Saved entries:

* * *

//! ZIP package abstraction for OOXML spreadsheets.
//!
//! A [`PackageParts`] holds every part of a package fully decompressed in
//! memory, keyed by its forward-slash path. The reader builds one from archive
//! bytes; the writer fills one with generated parts and serializes it back to
//! a deflate-compressed archive.

use crate::error::{Error, Result};
use std::collections::btree_map::{self, BTreeMap};
use std::collections::HashMap;
use std::fs::File;
use std::io::{BufReader, Cursor, Read, Seek, Write};
use std::path::Path;

/// Default deflate level used when writing packages.
pub const DEFAULT_COMPRESSION_LEVEL: i64 = 6;

/// A relationship entry from a .rels file.
#[derive(Debug, Clone)]
pub struct Relationship {
    /// Relationship ID (e.g., "rId1")
    pub id: String,
    /// Relationship type URI
    pub rel_type: String,
    /// Target path (relative or rooted)
    pub target: String,
}

/// Collection of relationships parsed from a .rels file.
#[derive(Debug, Clone, Default)]
pub struct Relationships {
    /// Map from relationship ID to relationship data
    pub by_id: HashMap<String, Relationship>,
}

impl Relationships {
    /// Create a new empty relationships collection.
    pub fn new() -> Self {
        Self::default()
    }

    /// Parse a relationships part.
    ///
    /// Entries without an `Id` are skipped. Malformed XML is an error.
    pub fn parse(xml: &str) -> Result<Self> {
        let mut rels = Self::new();
        let mut reader = quick_xml::Reader::from_str(xml);

        let mut buf = Vec::new();
        let mut depth = ElementDepth::default();
        loop {
            buf.clear();
            let event = reader.read_event_into(&mut buf);
            if let Ok(ref e) = event {
                depth.track(e)?;
            }
            match event {
                Ok(quick_xml::events::Event::Empty(e))
                | Ok(quick_xml::events::Event::Start(e))
                    if e.local_name().as_ref() == b"Relationship" =>
                {
                    let mut id = String::new();
                    let mut rel_type = String::new();
                    let mut target = String::new();

                    for attr in e.attributes().flatten() {
                        let value = attr
                            .unescape_value()
                            .map(|v| v.into_owned())
                            .unwrap_or_else(|_| String::from_utf8_lossy(&attr.value).into_owned());
                        match attr.key.as_ref() {
                            b"Id" => id = value,
                            b"Type" => rel_type = value,
                            b"Target" => target = value,
                            _ => {}
                        }
                    }

                    if !id.is_empty() {
                        rels.add(Relationship {
                            id,
                            rel_type,
                            target,
                        });
                    }
                }
                Ok(quick_xml::events::Event::Eof) => break,
                Err(e) => return Err(Error::XmlParse(e.to_string())),
                _ => {}
            }
        }

        Ok(rels)
    }

    /// Get a relationship by ID.
    pub fn get(&self, id: &str) -> Option<&Relationship> {
        self.by_id.get(id)
    }

    /// Add a relationship, replacing any with the same ID.
    pub fn add(&mut self, rel: Relationship) {
        self.by_id.insert(rel.id.clone(), rel);
    }

    /// Resolve a relationship ID to a package part path under `root`.
    ///
    /// See [`normalize_target`] for the path rules.
    pub fn resolve_target(&self, id: &str, root: &str) -> Option<String> {
        self.get(id).map(|rel| normalize_target(&rel.target, root))
    }

    /// Number of relationships.
    pub fn len(&self) -> usize {
        self.by_id.len()
    }

    /// Check if empty.
    pub fn is_empty(&self) -> bool {
        self.by_id.is_empty()
    }
}

/// Normalize a relationship target into a package part path.
///
/// A leading `/` is stripped. Targets already under `root/` are returned
/// as-is; anything else is joined under `root`, with `.` and `..` segments
/// collapsed.
///
/// ```
/// use sheetcodec::container::normalize_target;
///
/// assert_eq!(normalize_target("worksheets/sheet1.xml", "xl"), "xl/worksheets/sheet1.xml");
/// assert_eq!(normalize_target("/xl/worksheets/sheet2.xml", "xl"), "xl/worksheets/sheet2.xml");
/// ```
pub fn normalize_target(target: &str, root: &str) -> String {
    let target = target.strip_prefix('/').unwrap_or(target);
    let root = root.trim_end_matches('/');
    if target.starts_with(&format!("{}/", root)) {
        return target.to_string();
    }

    let mut segments: Vec<&str> = root.split('/').filter(|s| !s.is_empty()).collect();
    for segment in target.split(['/', '\\']) {
        match segment {
            "" | "." => {}
            ".." => {
                segments.pop();
            }
            s => segments.push(s),
        }
    }
    segments.join("/")
}

/// Open element count for a streaming XML parse.
///
/// quick-xml reports `Eof` even when elements are still open, so every
/// reader feeds its events through this to reject truncated parts.
#[derive(Debug, Default)]
pub(crate) struct ElementDepth(usize);

impl ElementDepth {
    /// Account for one event; `Eof` with open elements is an error.
    pub(crate) fn track(&mut self, event: &quick_xml::events::Event<'_>) -> Result<()> {
        match event {
            quick_xml::events::Event::Start(_) => self.0 += 1,
            quick_xml::events::Event::End(_) => self.0 = self.0.saturating_sub(1),
            quick_xml::events::Event::Eof if self.0 > 0 => {
                return Err(Error::XmlParse(format!(
                    "unexpected end of document with {} unclosed element(s)",
                    self.0
                )));
            }
            _ => {}
        }
        Ok(())
    }
}

/// Fix XML encoding declaration from UTF-16 to UTF-8.
///
/// Once UTF-16 content has been decoded into a Rust `String`, its declaration
/// must stop claiming UTF-16 or quick-xml will try to decode it again.
fn fix_xml_encoding_declaration(content: &str) -> String {
    if content.starts_with("<?xml") {
        if let Some(end_decl) = content.find("?>") {
            let decl = &content[..end_decl + 2];
            let rest = &content[end_decl + 2..];

            let fixed_decl = decl
                .replace("encoding=\"UTF-16\"", "encoding=\"UTF-8\"")
                .replace("encoding='UTF-16'", "encoding='UTF-8'")
                .replace("encoding=\"utf-16\"", "encoding=\"UTF-8\"")
                .replace("encoding='utf-16'", "encoding='UTF-8'");

            return format!("{}{}", fixed_decl, rest);
        }
    }
    content.to_string()
}

/// Decode XML bytes handling different encodings (UTF-8, UTF-16 LE/BE).
///
/// Spreadsheet parts are almost always UTF-8, but some producers emit
/// UTF-16 with a byte order mark.
pub fn decode_xml_bytes(bytes: &[u8]) -> Result<String> {
    if let Some(rest) = bytes.strip_prefix(&[0xEF, 0xBB, 0xBF]) {
        return String::from_utf8(rest.to_vec()).map_err(|e| Error::Encoding(e.to_string()));
    }

    if let Some(rest) = bytes.strip_prefix(&[0xFF, 0xFE]) {
        let content = decode_utf16(rest, u16::from_le_bytes)?;
        return Ok(fix_xml_encoding_declaration(&content));
    }

    if let Some(rest) = bytes.strip_prefix(&[0xFE, 0xFF]) {
        let content = decode_utf16(rest, u16::from_be_bytes)?;
        return Ok(fix_xml_encoding_declaration(&content));
    }

    match String::from_utf8(bytes.to_vec()) {
        Ok(s) => Ok(s),
        Err(_) => {
            // ASCII markup in UTF-16 leaves a zero in every other byte
            if bytes.len() >= 4 && bytes[1] == 0 && bytes[3] == 0 {
                decode_utf16(bytes, u16::from_le_bytes)
            } else if bytes.len() >= 4 && bytes[0] == 0 && bytes[2] == 0 {
                decode_utf16(bytes, u16::from_be_bytes)
            } else {
                Ok(String::from_utf8_lossy(bytes).into_owned())
            }
        }
    }
}

fn decode_utf16(bytes: &[u8], to_unit: fn([u8; 2]) -> u16) -> Result<String> {
    let units = bytes
        .chunks_exact(2)
        .map(|pair| to_unit([pair[0], pair[1]]));

    char::decode_utf16(units)
        .collect::<std::result::Result<String, _>>()
        .map_err(|e| Error::Encoding(e.to_string()))
}

/// In-memory map of package part paths to their decompressed bytes.
#[derive(Clone, Default)]
pub struct PackageParts {
    parts: BTreeMap<String, Vec<u8>>,
}

impl PackageParts {
    /// Create an empty part map.
    pub fn new() -> Self {
        Self::default()
    }

    /// Open a package from a file path.
    ///
    /// # Example
    ///
    /// ```no_run
    /// use sheetcodec::container::PackageParts;
    ///
    /// let parts = PackageParts::open("data.xlsx")?;
    /// println!("{} parts", parts.len());
    /// # Ok::<(), sheetcodec::Error>(())
    /// ```
    pub fn open(path: impl AsRef<Path>) -> Result<Self> {
        let file = File::open(path.as_ref())?;
        Self::from_reader(BufReader::new(file))
    }

    /// Decompress every entry of an archive held in memory.
    pub fn from_bytes(data: &[u8]) -> Result<Self> {
        Self::from_reader(Cursor::new(data))
    }

    /// Decompress every entry of an archive from a seekable reader.
    pub fn from_reader<R: Read + Seek>(reader: R) -> Result<Self> {
        let mut archive = zip::ZipArchive::new(reader)?;
        let mut parts = BTreeMap::new();

        for index in 0..archive.len() {
            let mut file = archive.by_index(index)?;
            if file.is_dir() {
                continue;
            }
            let path = file.name().replace('\\', "/");
            // The header's size is untrusted; let the buffer grow with the data.
            let mut content = Vec::new();
            file.read_to_end(&mut content)?;
            parts.insert(path, content);
        }

        log::debug!("decompressed {} package parts", parts.len());
        Ok(Self { parts })
    }

    /// Insert or replace a part.
    pub fn insert(&mut self, path: impl Into<String>, content: impl Into<Vec<u8>>) {
        self.parts.insert(path.into(), content.into());
    }

    /// Raw bytes of a part.
    pub fn get(&self, path: &str) -> Option<&[u8]> {
        self.parts.get(path).map(Vec::as_slice)
    }

    /// Check if a part exists.
    pub fn contains(&self, path: &str) -> bool {
        self.parts.contains_key(path)
    }

    /// Read a required XML part as a string.
    ///
    /// A missing part is a [`Error::MissingComponent`]; a part with no
    /// content is an [`Error::XmlParse`].
    pub fn read_xml(&self, path: &str) -> Result<String> {
        let bytes = self
            .get(path)
            .ok_or_else(|| Error::MissingComponent(path.to_string()))?;
        let content = decode_xml_bytes(bytes)?;
        if content.trim().is_empty() {
            return Err(Error::XmlParse(format!("{} is empty", path)));
        }
        Ok(content)
    }

    /// Read an optional XML part; `None` when absent.
    pub fn read_optional_xml(&self, path: &str) -> Result<Option<String>> {
        self.get(path).map(decode_xml_bytes).transpose()
    }

    /// Part paths in lexicographic order.
    pub fn paths(&self) -> impl Iterator<Item = &str> {
        self.parts.keys().map(String::as_str)
    }

    /// Iterate over `(path, bytes)` pairs in lexicographic order.
    pub fn iter(&self) -> btree_map::Iter<'_, String, Vec<u8>> {
        self.parts.iter()
    }

    /// Number of parts.
    pub fn len(&self) -> usize {
        self.parts.len()
    }

    /// Check if empty.
    pub fn is_empty(&self) -> bool {
        self.parts.is_empty()
    }

    /// Serialize all parts into a deflate-compressed ZIP archive.
    ///
    /// `compression_level` is passed to the deflate encoder (`None` uses the
    /// encoder default). The archive is only returned once it has been
    /// finalized; any failure aborts the whole write.
    pub fn to_archive_bytes(&self, compression_level: Option<i64>) -> Result<Vec<u8>> {
        let mut zip = zip::ZipWriter::new(Cursor::new(Vec::new()));
        let options = zip::write::SimpleFileOptions::default()
            .compression_method(zip::CompressionMethod::Deflated)
            .compression_level(compression_level);

        for (path, content) in &self.parts {
            zip.start_file(path.as_str(), options)?;
            zip.write_all(content)?;
        }

        let bytes = zip.finish()?.into_inner();
        log::debug!("wrote {} parts into {} archive bytes", self.parts.len(), bytes.len());
        Ok(bytes)
    }
}

impl<'a> IntoIterator for &'a PackageParts {
    type Item = (&'a String, &'a Vec<u8>);
    type IntoIter = btree_map::Iter<'a, String, Vec<u8>>;

    fn into_iter(self) -> Self::IntoIter {
        self.iter()
    }
}

impl std::fmt::Debug for PackageParts {
    fn fmt(&self, f: &mut std::fmt::Formatter<'_>) -> std::fmt::Result {
        f.debug_struct("PackageParts")
            .field("parts", &self.parts.len())
            .finish()
    }
}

* * *

Report each line in the entries where the string "Item" occurs.

ANSWER SPACE:
    pub fn paths(&self) -> impl Iterator<Item = &str> {
    type Item = (&'a String, &'a Vec<u8>);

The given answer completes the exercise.